Une deuxième fiction juridique existe pour le cardinalat, où l'on pourrait admettre tous les membres du corps, dont des femmes. Si l'on interdit aux cardinaux d'être pape, ils pourront choisir en toute liberté la personne idoine qui pourra succéder à Saint-Pierre, sans qu'il soit question de campagne électorale. Il faut donc reconsidérer l'ensemble du corps, et pas seulement la tête.

Mme Catherine Deroche, présidente. - Vaste programme !

Mme Catherine Bonnet. - Je voudrais revenir sur le droit canon. J'ai écrit une tribune dans Le Monde à ce sujet.

Certains prêtres, comme le père Thomas Doyle, aux États-Unis, qui a déposé en Australie devant la commission royale sur les abus institutionnels, ont joué le rôle de lanceurs d'alerte. À l'époque, les évêques et les prêtres ne savaient pas s'il fallait signaler les faits ou non. L'obligation de signalement existait déjà pour les médecins, mais non pour les prêtres. Le père Doyle a également expliqué que ceux qui avaient accompagné les victimes s'étaient retrouvés isolés.

En Irlande, à la même période, des évêques et des religieux ont demandé que tous les membres du clergé soient soumis à une obligation de signalement. Soit le pape en prend la décision, soit on recourt à l'article 455 du droit canon, ce qui avait été réclamé en 1996. Cela a été refusé. On a réessayé en 2000, mais cela a également été refusé. Durant toutes ces années, le nombre de victimes a été considérable. Le procureur de Boston a indiqué que le croit canon présentait des problèmes.

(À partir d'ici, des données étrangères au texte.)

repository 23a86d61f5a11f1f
//! Sector irrigation runtime
//!
//! Tracks ephemeral, non-persisted irrigation state per sector,
//! independent of the lifecycle store. Persisted rows and runtime
//! overlays are two separate maps joined by sector id at render time;
//! persisted objects are never mutated in place.

use std::collections::HashMap;

use chrono::{DateTime, Utc};
use serde::{Deserialize, Serialize};
use uuid::Uuid;

use crate::models::{push_irrigation_event, IrrigationEvent, Sector};
use crate::types::HarvestStatus;

/// Watering parameters for one irrigation session.
///
/// The session duration is deliberately a separate quantity from the
/// sector's persisted `repeat_every_hours` recurrence period.
#[derive(Debug, Clone, Copy, Serialize, Deserialize, PartialEq, Eq)]
pub struct SessionSpec {
    pub duration_minutes: u32,
    pub volume_ml: i32,
}

impl SessionSpec {
    pub fn new(duration_minutes: u32, volume_ml: i32) -> Self {
        Self {
            duration_minutes,
            volume_ml,
        }
    }

    /// Legacy derivation: treat the recurrence period as the length of a
    /// single session, the behavior the product shipped with.
    pub fn from_repeat_interval(repeat_every_hours: i32, volume_ml: i32) -> Self {
        Self {
            duration_minutes: repeat_every_hours.max(0) as u32 * 60,
            volume_ml,
        }
    }
}

/// Irrigation state of one sector. An irrigating sector always carries
/// its countdown; the two cannot diverge.
#[derive(Debug, Clone, Copy, Serialize, Deserialize, PartialEq, Eq, Default)]
#[serde(tag = "state", rename_all = "snake_case")]
pub enum IrrigationState {
    #[default]
    Idle,
    Irrigating {
        started_at: DateTime<Utc>,
        total_seconds: u32,
        remaining_seconds: u32,
    },
}

impl IrrigationState {
    pub fn is_irrigating(&self) -> bool {
        matches!(self, IrrigationState::Irrigating { .. })
    }

    pub fn remaining_seconds(&self) -> Option<u32> {
        match self {
            IrrigationState::Idle => None,
            IrrigationState::Irrigating {
                remaining_seconds, ..
            } => Some(*remaining_seconds),
        }
    }
}

/// Ephemeral overlay for one sector
#[derive(Debug, Clone, Serialize, Deserialize)]
pub struct SectorRuntime {
    pub state: IrrigationState,
    pub automatic: bool,
    /// Harvest-status override not yet written back to the store
    pub harvest_status: Option<HarvestStatus>,
    /// Tab-local session log, most-recent-first, bounded like the
    /// persisted history
    pub session_events: Vec<IrrigationEvent>,
}

impl Default for SectorRuntime {
    fn default() -> Self {
        Self {
            state: IrrigationState::Idle,
            automatic: true,
            harvest_status: None,
            session_events: Vec::new(),
        }
    }
}

/// A persisted sector merged with its runtime overlay for display
#[derive(Debug, Clone, Serialize)]
pub struct SectorView {
    #[serde(flatten)]
    pub sector: Sector,
    pub is_irrigating: bool,
    pub remaining_seconds: Option<u32>,
    pub automatic: bool,
}

/// Process-local controller over all sector overlays.
///
/// A single clock drives every countdown: one [`RuntimeController::tick`]
/// call corresponds to one elapsed second and updates all irrigating
/// sectors within the call.
#[derive(Debug, Default)]
pub struct RuntimeController {
    sectors: HashMap<Uuid, SectorRuntime>,
}

impl RuntimeController {
    pub fn new() -> Self {
        Self::default()
    }

    /// Start an irrigation session. Last-write-wins: starting while a
    /// session is already running restarts the countdown. Returns the
    /// event record so the caller can persist it through the store.
    pub fn start(
        &mut self,
        sector_id: Uuid,
        session: SessionSpec,
        now: DateTime<Utc>,
    ) -> IrrigationEvent {
        let event = IrrigationEvent {
            at: now,
            ml: session.volume_ml,
            duration_min: session.duration_minutes as i32,
        };
        let runtime = self.sectors.entry(sector_id).or_default();
        let total_seconds = session.duration_minutes * 60;
        runtime.state = IrrigationState::Irrigating {
            started_at: now,
            total_seconds,
            remaining_seconds: total_seconds,
        };
        push_irrigation_event(&mut runtime.session_events, event.clone());
        event
    }

    /// Manually end a session, regardless of remaining time. A no-op on
    /// idle or unknown sectors.
    pub fn stop(&mut self, sector_id: Uuid) {
        if let Some(runtime) = self.sectors.get_mut(&sector_id) {
            runtime.state = IrrigationState::Idle;
        }
    }

    /// Advance all countdowns by one second. Sectors reaching zero go
    /// back to idle; their ids are returned so the caller can notify.
    pub fn tick(&mut self) -> Vec<Uuid> {
        let mut completed = Vec::new();
        for (id, runtime) in self.sectors.iter_mut() {
            if let IrrigationState::Irrigating {
                started_at,
                total_seconds,
                remaining_seconds,
            } = runtime.state
            {
                let remaining = remaining_seconds.saturating_sub(1);
                if remaining == 0 {
                    runtime.state = IrrigationState::Idle;
                    completed.push(*id);
                } else {
                    runtime.state = IrrigationState::Irrigating {
                        started_at,
                        total_seconds,
                        remaining_seconds: remaining,
                    };
                }
            }
        }
        completed
    }

    pub fn set_automatic(&mut self, sector_id: Uuid, automatic: bool) {
        self.sectors.entry(sector_id).or_default().automatic = automatic;
    }

    /// Flip the automatic-mode flag and return the new value.
    pub fn toggle_automatic(&mut self, sector_id: Uuid) -> bool {
        let runtime = self.sectors.entry(sector_id).or_default();
        runtime.automatic = !runtime.automatic;
        runtime.automatic
    }

    pub fn set_harvest_status(&mut self, sector_id: Uuid, status: HarvestStatus) {
        self.sectors.entry(sector_id).or_default().harvest_status = Some(status);
    }

    pub fn state(&self, sector_id: Uuid) -> IrrigationState {
        self.sectors
            .get(&sector_id)
            .map(|r| r.state)
            .unwrap_or_default()
    }

    pub fn overlay(&self, sector_id: Uuid) -> Option<&SectorRuntime> {
        self.sectors.get(&sector_id)
    }

    /// Join a persisted sector with its overlay. Sectors without an
    /// overlay render idle and automatic.
    pub fn merge(&self, sector: &Sector) -> SectorView {
        let runtime = self.sectors.get(&sector.id);
        let mut merged = sector.clone();
        if let Some(status) = runtime.and_then(|r| r.harvest_status) {
            merged.harvest_status = status;
        }
        SectorView {
            is_irrigating: runtime.map(|r| r.state.is_irrigating()).unwrap_or(false),
            remaining_seconds: runtime.and_then(|r| r.state.remaining_seconds()),
            automatic: runtime.map(|r| r.automatic).unwrap_or(true),
            sector: merged,
        }
    }

    /// Drop overlays for sectors that no longer exist in the store,
    /// called after each reload.
    pub fn retain_known(&mut self, known: &[Uuid]) {
        self.sectors.retain(|id, _| known.contains(id));
    }
}

#[cfg(test)]
mod tests {
    use super::*;
    use chrono::TimeZone;

    fn now() -> DateTime<Utc> {
        Utc.with_ymd_and_hms(2025, 3, 1, 6, 0, 0).unwrap()
    }

    #[test]
    fn start_sets_irrigating_with_positive_countdown() {
        let mut controller = RuntimeController::new();
        let id = Uuid::new_v4();
        controller.start(id, SessionSpec::new(2, 250), now());
        assert!(controller.state(id).is_irrigating());
        assert_eq!(controller.state(id).remaining_seconds(), Some(120));
    }

    #[test]
    fn countdown_reaches_idle_without_manual_stop() {
        let mut controller = RuntimeController::new();
        let id = Uuid::new_v4();
        controller.start(id, SessionSpec::new(1, 250), now());
        for _ in 0..59 {
            assert!(controller.tick().is_empty());
        }
        assert_eq!(controller.tick(), vec![id]);
        assert_eq!(controller.state(id), IrrigationState::Idle);
    }

    #[test]
    fn stop_while_idle_is_a_no_op() {
        let mut controller = RuntimeController::new();
        let id = Uuid::new_v4();
        controller.stop(id);
        assert_eq!(controller.state(id), IrrigationState::Idle);
    }

    #[test]
    fn stop_clears_remaining_time() {
        let mut controller = RuntimeController::new();
        let id = Uuid::new_v4();
        controller.start(id, SessionSpec::new(30, 250), now());
        controller.stop(id);
        assert_eq!(controller.state(id), IrrigationState::Idle);
        assert_eq!(controller.state(id).remaining_seconds(), None);
    }

    #[test]
    fn restart_is_last_write_wins() {
        let mut controller = RuntimeController::new();
        let id = Uuid::new_v4();
        controller.start(id, SessionSpec::new(10, 250), now());
        controller.tick();
        controller.start(id, SessionSpec::new(5, 250), now());
        assert_eq!(controller.state(id).remaining_seconds(), Some(300));
    }

    #[test]
    fn tick_updates_every_irrigating_sector() {
        let mut controller = RuntimeController::new();
        let a = Uuid::new_v4();
        let b = Uuid::new_v4();
        controller.start(a, SessionSpec::new(1, 250), now());
        controller.start(b, SessionSpec::new(2, 300), now());
        controller.tick();
        assert_eq!(controller.state(a).remaining_seconds(), Some(59));
        assert_eq!(controller.state(b).remaining_seconds(), Some(119));
    }

    #[test]
    fn start_records_session_event() {
        let mut controller = RuntimeController::new();
        let id = Uuid::new_v4();
        let event = controller.start(id, SessionSpec::new(5, 300), now());
        assert_eq!(event.ml, 300);
        assert_eq!(event.duration_min, 5);
        assert_eq!(controller.overlay(id).unwrap().session_events[0], event);
    }

    #[test]
    fn legacy_session_spec_reinterprets_repeat_interval() {
        let spec = SessionSpec::from_repeat_interval(8, 250);
        assert_eq!(spec.duration_minutes, 480);
    }

    #[test]
    fn toggle_automatic_flips_default_on() {
        let mut controller = RuntimeController::new();
        let id = Uuid::new_v4();
        assert!(!controller.toggle_automatic(id));
        assert!(controller.toggle_automatic(id));
    }
}
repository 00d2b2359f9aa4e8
pub mod hash;
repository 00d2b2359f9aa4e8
mod auth;
mod book;
mod health;
use std::path::PathBuf;

use axum::extract::{DefaultBodyLimit, Multipart, State};
use axum::http::{StatusCode, header};
use axum::response::{IntoResponse, Response};
use axum::{Json, body::Body};
use common::book::{MAX_UPLOAD_SIZE, validate_upload};
use common::UploadRejection;
use tokio::io::AsyncWriteExt;
use tokio_util::io::ReaderStream;
use tracing::instrument;
use utoipa_axum::{router::OpenApiRouter, routes};
use uuid::Uuid;

use crate::error::{AppError, ErrorBody};
use crate::extractors::auth::CallerId;
use crate::extractors::json::AppJson;
use crate::extractors::path::AppPath;
use crate::models::book::{
    BookListResponse, BookResponse, MessageResponse, UpdateProgressRequest,
    validate_progress_request,
};
use crate::service::{BookDownload, Upload};
use crate::state::AppState;

pub fn router() -> OpenApiRouter<AppState> {
    let upload = OpenApiRouter::new()
        .routes(routes!(upload_book))
        .layer(upload_body_limit());

    OpenApiRouter::new()
        .routes(routes!(list_books))
        .routes(routes!(get_book, delete_book))
        .routes(routes!(download_book))
        .routes(routes!(update_progress))
        .merge(upload)
}

/// Upload ceiling plus room for multipart framing.
pub fn upload_body_limit() -> DefaultBodyLimit {
    DefaultBodyLimit::max(MAX_UPLOAD_SIZE as usize + 1024 * 1024)
}

#[utoipa::path(
    post,
    path = "/upload",
    tag = "Books",
    operation_id = "uploadBook",
    summary = "Upload a book file",
    description = "Stores a PDF, EPUB or Org file for the caller. The `file` multipart field is required. \
        Title and format are derived from the uploaded filename. Files over 50 MB are rejected.",
    params(("X-User-ID" = i32, Header, description = "Caller's user ID")),
    request_body(content_type = "multipart/form-data", description = "Book file in the `file` field"),
    responses(
        (status = 201, description = "Book created", body = BookResponse),
        (status = 400, description = "Bad caller ID, missing file, or rejected file (VALIDATION_ERROR)", body = ErrorBody),
        (status = 500, description = "Storage or database failure (INTERNAL_ERROR)", body = ErrorBody),
    ),
)]
#[instrument(skip(state, caller, multipart), fields(user_id = caller.0))]
pub async fn upload_book(
    caller: CallerId,
    State(state): State<AppState>,
    mut multipart: Multipart,
) -> Result<impl IntoResponse, AppError> {
    let mut spooled: Option<SpooledFile> = None;

    let received = async {
        while let Some(field) = multipart
            .next_field()
            .await
            .map_err(|e| AppError::Validation(format!("Multipart error: {e}")))?
        {
            // Only the first `file` field is used.
            if field.name() != Some("file") || spooled.is_some() {
                continue;
            }
            let filename = field
                .file_name()
                .map(str::to_string)
                .ok_or_else(|| AppError::Validation("File field must have a filename".into()))?;
            spooled = Some(spool_field(field, filename).await?);
        }
        Ok::<(), AppError>(())
    }
    .await;

    let result = match (received, &spooled) {
        (Err(e), _) => Err(e),
        (Ok(()), None) => Err(AppError::Validation("Missing 'file' field".into())),
        (Ok(()), Some(file)) => match tokio::fs::File::open(&file.path).await {
            Ok(reader) => {
                state
                    .books
                    .upload(
                        caller.0,
                        Upload {
                            filename: file.filename.clone(),
                            declared_size: file.size,
                            reader: Box::new(reader),
                        },
                    )
                    .await
            }
            Err(e) => Err(AppError::Internal(format!(
                "Failed to reopen spooled upload: {e}"
            ))),
        },
    };

    if let Some(file) = spooled {
        // Best effort.
        let _ = tokio::fs::remove_file(&file.path).await;
    }

    let book = result?;
    Ok((StatusCode::CREATED, Json(BookResponse::from(book))))
}

#[utoipa::path(
    get,
    path = "/",
    tag = "Books",
    operation_id = "listBooks",
    summary = "List the caller's books",
    description = "Returns every book owned by the caller, newest first.",
    params(("X-User-ID" = i32, Header, description = "Caller's user ID")),
    responses(
        (status = 200, description = "Book list", body = BookListResponse),
        (status = 400, description = "Missing or invalid caller ID (VALIDATION_ERROR)", body = ErrorBody),
    ),
)]
#[instrument(skip(state, caller), fields(user_id = caller.0))]
pub async fn list_books(
    caller: CallerId,
    State(state): State<AppState>,
) -> Result<Json<BookListResponse>, AppError> {
    let books = state.books.list(caller.0).await?;
    Ok(Json(books.into()))
}

#[utoipa::path(
    get,
    path = "/{id}",
    tag = "Books",
    operation_id = "getBook",
    summary = "Get a book",
    params(
        ("id" = i32, Path, description = "Book ID"),
        ("X-User-ID" = i32, Header, description = "Caller's user ID"),
    ),
    responses(
        (status = 200, description = "Book details", body = BookResponse),
        (status = 404, description = "Book not found or not owned by the caller (NOT_FOUND)", body = ErrorBody),
    ),
)]
#[instrument(skip(state, caller), fields(user_id = caller.0))]
pub async fn get_book(
    caller: CallerId,
    State(state): State<AppState>,
    AppPath(id): AppPath<i32>,
) -> Result<Json<BookResponse>, AppError> {
    let book = state.books.get(id, caller.0).await?;
    Ok(Json(book.into()))
}

#[utoipa::path(
    get,
    path = "/{id}/download",
    tag = "Books",
    operation_id = "downloadBook",
    summary = "Download a book file",
    description = "Streams the stored file. Returns 404 FILE_MISSING when the book exists but its file is gone from storage.",
    params(
        ("id" = i32, Path, description = "Book ID"),
        ("X-User-ID" = i32, Header, description = "Caller's user ID"),
    ),
    responses(
        (status = 200, description = "File content"),
        (status = 404, description = "Book not found (NOT_FOUND) or file missing (FILE_MISSING)", body = ErrorBody),
    ),
)]
#[instrument(skip(state, caller), fields(user_id = caller.0))]
pub async fn download_book(
    caller: CallerId,
    State(state): State<AppState>,
    AppPath(id): AppPath<i32>,
) -> Result<Response, AppError> {
    let BookDownload { book, reader } = state.books.open_download(id, caller.0).await?;

    let content_type = mime_guess::from_path(&book.filename).first_or_octet_stream();
    let body = Body::from_stream(ReaderStream::new(reader));

    Response::builder()
        .status(StatusCode::OK)
        .header(header::CONTENT_TYPE, content_type.as_ref())
        .header(header::CONTENT_LENGTH, book.file_size.to_string())
        .header(
            header::CONTENT_DISPOSITION,
            content_disposition_value(&book.filename),
        )
        .header(header::CACHE_CONTROL, "private, no-cache")
        .body(body)
        .map_err(|e| AppError::Internal(format!("Failed to build response: {e}")))
}

#[utoipa::path(
    put,
    path = "/{id}/progress",
    tag = "Books",
    operation_id = "updateProgress",
    summary = "Record reading progress",
    description = "Sets `current_page` and `progress_percentage`. No other field changes.",
    params(
        ("id" = i32, Path, description = "Book ID"),
        ("X-User-ID" = i32, Header, description = "Caller's user ID"),
    ),
    request_body = UpdateProgressRequest,
    responses(
        (status = 200, description = "Progress saved", body = MessageResponse),
        (status = 400, description = "Validation error (VALIDATION_ERROR)", body = ErrorBody),
        (status = 404, description = "Book not found (NOT_FOUND)", body = ErrorBody),
    ),
)]
#[instrument(skip(state, caller, payload), fields(user_id = caller.0))]
pub async fn update_progress(
    caller: CallerId,
    State(state): State<AppState>,
    AppPath(id): AppPath<i32>,
    AppJson(payload): AppJson<UpdateProgressRequest>,
) -> Result<Json<MessageResponse>, AppError> {
    validate_progress_request(&payload)?;

    state
        .books
        .update_progress(
            id,
            caller.0,
            payload.current_page,
            payload.progress_percentage,
        )
        .await?;

    Ok(Json(MessageResponse::new("Progress updated")))
}

#[utoipa::path(
    delete,
    path = "/{id}",
    tag = "Books",
    operation_id = "deleteBook",
    summary = "Delete a book",
    description = "Removes the book record, then its file. A file that cannot be removed is logged, not reported.",
    params(
        ("id" = i32, Path, description = "Book ID"),
        ("X-User-ID" = i32, Header, description = "Caller's user ID"),
    ),
    responses(
        (status = 200, description = "Book deleted", body = MessageResponse),
        (status = 404, description = "Book not found (NOT_FOUND)", body = ErrorBody),
    ),
)]
#[instrument(skip(state, caller), fields(user_id = caller.0))]
pub async fn delete_book(
    caller: CallerId,
    State(state): State<AppState>,
    AppPath(id): AppPath<i32>,
) -> Result<Json<MessageResponse>, AppError> {
    state.books.delete(id, caller.0).await?;
    Ok(Json(MessageResponse::new("Book deleted")))
}

/// A multipart file written to a local temp file.
struct SpooledFile {
    path: PathBuf,
    filename: String,
    size: u64,
}

/// Write a multipart field to a temp file, enforcing the upload ceiling while reading.
async fn spool_field(
    mut field: axum::extract::multipart::Field<'_>,
    filename: String,
) -> Result<SpooledFile, AppError> {
    // Refuse unsupported types before reading any content.
    validate_upload(&filename, 0)?;

    let temp_path = std::env::temp_dir().join(format!("reader-upload-{}", Uuid::new_v4()));

    let result = async {
        let mut temp_file = tokio::fs::File::create(&temp_path)
            .await
            .map_err(|e| AppError::Internal(format!("Failed to create temp file: {e}")))?;

        let mut total_size: u64 = 0;

        while let Some(chunk) = field
            .chunk()
            .await
            .map_err(|e| AppError::Validation(format!("Upload read error: {e}")))?
        {
            total_size += chunk.len() as u64;
            if total_size > MAX_UPLOAD_SIZE {
                return Err(AppError::from(UploadRejection::TooLarge {
                    size: total_size,
                    limit: MAX_UPLOAD_SIZE,
                }));
            }
            temp_file
                .write_all(&chunk)
                .await
                .map_err(|e| AppError::Internal(format!("Temp file write failed: {e}")))?;
        }

        temp_file
            .flush()
            .await
            .map_err(|e| AppError::Internal(format!("Temp file flush failed: {e}")))?;

        Ok(total_size)
    }
    .await;

    match result {
        Ok(size) => Ok(SpooledFile {
            path: temp_path,
            filename,
            size,
        }),
        Err(e) => {
            // Best effort.
            let _ = tokio::fs::remove_file(&temp_path).await;
            Err(e)
        }
    }
}

/// Build a safe `Content-Disposition` header value.
fn content_disposition_value(filename: &str) -> String {
    let ascii_safe: String = filename
        .chars()
        .filter(|c| (c.is_ascii_graphic() || *c == ' ') && !matches!(c, '"' | ';' | '\\'))
        .collect();
    let ascii_name = if ascii_safe.trim().is_empty() {
        "download".to_string()
    } else {
        ascii_safe
    };

    // RFC 5987 percent-encoding for filename*.
    let encoded: String = filename
        .bytes()
        .map(|b| match b {
            b'A'..=b'Z'
            | b'a'..=b'z'
            | b'0'..=b'9'
            | b'!'
            | b'#'
            | b'$'
            | b'&'
            | b'+'
            | b'-'
            | b'.'
            | b'^'
            | b'_'
            | b'`'
            | b'|'
            | b'~' => String::from(b as char),
            _ => format!("%{b:02X}"),
        })
        .collect();

    format!("attachment; filename=\"{ascii_name}\"; filename*=UTF-8''{encoded}")
}
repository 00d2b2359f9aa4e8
use sea_orm::DbErr;
use thiserror::Error;

#[derive(Debug, Error)]
pub enum StoreError {
    /// No live row matched, including rows owned by someone else.
    #[error("record not found")]
    NotFound,

    #[error("conflict: {0}")]
    Conflict(String),

    #[error(transparent)]
    Db(#[from] DbErr),
}
pub mod config;
pub mod database;
pub mod entity;
pub mod error;
pub mod extractors;
pub mod handlers;
pub mod models;
pub mod routes;
pub mod seed;
pub mod service;
pub mod state;
pub mod store;
pub mod utils;

use std::time::Duration;

use axum::http::{HeaderName, HeaderValue, Method, header};
use axum::routing::get;
use tower_http::cors::{AllowOrigin, CorsLayer};
use tracing::warn;
use utoipa::OpenApi;
use utoipa_axum::router::OpenApiRouter;
use utoipa_scalar::{Scalar, Servable as ScalarServable};

use crate::config::CorsConfig;
use crate::state::AppState;

#[derive(OpenApi)]
#[openapi(
    info(
        title = "Cloud Reader API",
        version = "1.0.0",
        description = "Upload, list, download and track reading progress of personal PDF, EPUB and Org books"
    ),
    tags(
        (name = "Auth", description = "User registration and login"),
        (name = "Books", description = "Book upload, retrieval, progress and deletion"),
        (name = "Health", description = "Liveness and API information"),
    ),
)]
struct ApiDoc;

/// Build the application router.
pub fn build_router(state: AppState) -> axum::Router {
    let cors = cors_layer(&state.config.server.cors);

    let (router, api) = OpenApiRouter::with_openapi(ApiDoc::openapi())
        .nest("/api", routes::api_routes())
        .split_for_parts();

    router
        .route("/health", get(handlers::health::health_check))
        // Nested `/` only answers without the trailing slash.
        .route("/api/v1/", get(handlers::health::welcome))
        .with_state(state)
        .merge(Scalar::with_url("/scalar", api))
        .layer(cors)
}

fn cors_layer(config: &CorsConfig) -> CorsLayer {
    let origins: Vec<HeaderValue> = config
        .allow_origins
        .iter()
        .map(|origin| origin.trim())
        .filter(|origin| !origin.is_empty())
        .filter_map(|origin| match HeaderValue::from_str(origin) {
            Ok(value) => Some(value),
            Err(_) => {
                warn!(origin, "Ignoring invalid CORS origin");
                None
            }
        })
        .collect();

    CorsLayer::new()
        .allow_origin(AllowOrigin::list(origins))
        .allow_methods([
            Method::GET,
            Method::POST,
            Method::PUT,
            Method::DELETE,
            Method::OPTIONS,
        ])
        .allow_headers([
            header::CONTENT_TYPE,
            header::AUTHORIZATION,
            HeaderName::from_static("x-user-id"),
        ])
        .allow_credentials(true)
        .max_age(Duration::from_secs(config.max_age))
}
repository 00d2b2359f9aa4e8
use std::path::PathBuf;

use config::{Config, ConfigError, Environment, File};
use serde::Deserialize;
use tracing::info;

/// Flat environment variables recognised on top of the `READER__*` ones,
/// with the config key each one overrides.
const FLAT_ENV_OVERRIDES: &[(&str, &str)] = &[
    ("DB_HOST", "database.host"),
    ("DB_PORT", "database.port"),
    ("DB_USER", "database.user"),
    ("DB_PASSWORD", "database.password"),
    ("DB_NAME", "database.name"),
    ("DATABASE_URL", "database.url"),
    ("SERVER_PORT", "server.port"),
    ("ENVIRONMENT", "environment"),
];

#[derive(Debug, Deserialize, Clone, Copy, PartialEq, Eq)]
#[serde(rename_all = "lowercase")]
pub enum RuntimeEnvironment {
    Development,
    Production,
}

#[derive(Debug, Deserialize, Clone)]
pub struct CorsConfig {
    pub allow_origins: Vec<String>,
    pub max_age: u64,
}

#[derive(Debug, Deserialize, Clone)]
pub struct ServerConfig {
    pub host: String,
    pub port: u16,
    pub cors: CorsConfig,
}

#[derive(Debug, Deserialize, Clone)]
pub struct DatabaseConfig {
    /// Full connection URL. Takes precedence over the individual parts.
    pub url: Option<String>,
    pub host: String,
    pub port: u16,
    pub user: String,
    pub password: String,
    pub name: String,
}

impl DatabaseConfig {
    pub fn connection_url(&self) -> String {
        match &self.url {
            Some(url) if !url.is_empty() => url.clone(),
            _ => format!(
                "postgres://{}:{}@{}:{}/{}",
                self.user, self.password, self.host, self.port, self.name
            ),
        }
    }
}

#[derive(Debug, Deserialize, Clone)]
pub struct StorageConfig {
    /// Root of the per-user book directories.
    pub upload_dir: PathBuf,
}

#[derive(Debug, Deserialize, Clone)]
pub struct AppConfig {
    pub server: ServerConfig,
    pub database: DatabaseConfig,
    pub storage: StorageConfig,
    pub environment: RuntimeEnvironment,
}

impl AppConfig {
    pub fn load() -> Result<Self, ConfigError> {
        Self::load_with(|key| std::env::var(key).ok())
    }

    /// Build the configuration, resolving the flat variables through `lookup`.
    pub fn load_with(lookup: impl Fn(&str) -> Option<String>) -> Result<Self, ConfigError> {
        let mut builder = Config::builder()
            .set_default("server.host", "0.0.0.0")?
            .set_default("server.port", 8080)?
            .set_default("server.cors.allow_origins", vec!["http://localhost:3000"])?
            .set_default("server.cors.max_age", 3600)?
            .set_default("database.host", "localhost")?
            .set_default("database.port", 5432)?
            .set_default("database.user", "postgres")?
            .set_default("database.password", "postgres")?
            .set_default("database.name", "cloud_reader")?
            .set_default("storage.upload_dir", "uploads/books")?
            .set_default("environment", "development")?
            // Load from config/config.toml
            .add_source(File::with_name("config/config").required(false))
            // Override from environment (e.g., READER__STORAGE__UPLOAD_DIR)
            .add_source(
                Environment::with_prefix("READER")
                    .separator("__")
                    .list_separator(",")
                    .with_list_parse_key("server.cors.allow_origins")
                    .try_parsing(true),
            );

        for (var, key) in FLAT_ENV_OVERRIDES {
            let value = lookup(var).filter(|v| !v.is_empty());
            builder = builder.set_override_option(*key, value)?;
        }

        builder.build()?.try_deserialize()
    }

    pub fn is_development(&self) -> bool {
        self.environment == RuntimeEnvironment::Development
    }

    /// Log the effective configuration, leaving out credentials.
    pub fn log_summary(&self) {
        info!(
            environment = ?self.environment,
            server = %format!("{}:{}", self.server.host, self.server.port),
            db_host = %self.database.host,
            db_port = self.database.port,
            db_user = %self.database.user,
            db_name = %self.database.name,
            db_url_override = self.database.url.is_some(),
            upload_dir = %self.storage.upload_dir.display(),
            "Configuration loaded"
        );
    }
}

Le droit canon ne comporte pas d'exception en cas de violences sexuelles à l'encontre des enfants, comme dans la plupart des législations. Le procureur général Thomas Reilly, à Boston, la juge Yvonne Murphy, en Irlande, comme la commission royale en Australie, ont tous demandé la levée du secret pontifical et l'insertion d'une obligation de signalement dans le droit canon. Certains progrès ont été accomplis, comme aux États-Unis, où l'Église observe désormais les lois civiles qui comportent une obligation de signalement pour le clergé comme pour tous les citoyens. La Congrégation pour la doctrine de la foi a fini par le réclamer également, mais que se passe-t-il lorsque certaines lois ne le prévoient pas ?

Ce qui m'impressionne, c'est le nombre de victimes. Il faut vraiment prendre des mesures, et j'espère que le pape décidera d'actions concrètes.

Mme Catherine Deroche, présidente. - Un autre sujet a été abordé lors de l'audition d'Olivier Savignac et de ses avocats, celui du secret de la confession. Soeur Véronique, pouvez-vous en dire quelques mots rapidement ?

Soeur Véronique Margron. - Les prêtres étant seuls dépositaires de la confession, je ne veux pas me substituer à eux, mais je peux en dire un mot en tant que théologienne, d'un point de vue éthique. Le droit canon est une chose - et cela vaut pour la question plus large du signalement -, le droit français en est une autre. Je pense qu'il est légitime que, dans des situations criminelles, le droit français s'impose aux confesseurs comme à quiconque. Je ne sais comment ceci peut être régi conjointement par ces deux droits, mais nous sommes avant tout des citoyens français. Tout au plus sommes-nous des « citoyens du ciel », pour reprendre les termes chrétiens.

Je ne sais s'il faut que le secret de la confession soit plus fort que le secret professionnel, qui connaît des exceptions. Je ne suis pas capable d'aller plus loin sur cette question, mais je pense qu'il y a là un vrai souci éthique. Ceci concerne une toute petite minorité de situations. L'immense majorité de celles dont ont connaissance des évêques, des prêtres, des religieux, des supérieurs, ne relèvent pas du secret de la confession. Quoi qu'il en soit du droit canonique, le droit du pays où nous vivons s'impose. La loi française nous impose une obligation de signalement. À vrai dire, cela me suffit, car je n'imagine pas une seconde que je pourrais mettre les deux en concurrence.

Les jugements spécifiques à l'Église sont cependant très importants eu égard à la place de l'état clérical. Un pédocriminel peut-il encore se revendiquer de Dieu et de l'Église catholique ? C'est à l'institution catholique de répondre à ces questions, mais c'est d'abord le droit du pays où nous vivons qui s'impose.

Tout le problème est de savoir comment cette institution, que j'aime par ailleurs évidemment, compte instaurer des contre-pouvoirs. Je ne voudrais pas faire preuve d'un optimisme béat, mais je veux croire que la commission Sauvé peut y contribuer. C'est un peu comme si nous avions décidé de faire la lumière et d'établir des préconisations. Tout ceci doit être constitué de façon indépendante, avec des moyens adéquats. Cette commission n'a ni pouvoir d'enquête ni pouvoir de police, et nous sommes obligés de nous fier à la bonne volonté des uns et des autres ainsi qu'à l'implication de tous. J'y crois personnellement, étant donné les décisions des deux conférences, qui ont été extrêmement larges, pour ne pas dire unanimes. Quoi qu'il en coûte, il faut aller le plus loin possible, pour autant que ce soit possible.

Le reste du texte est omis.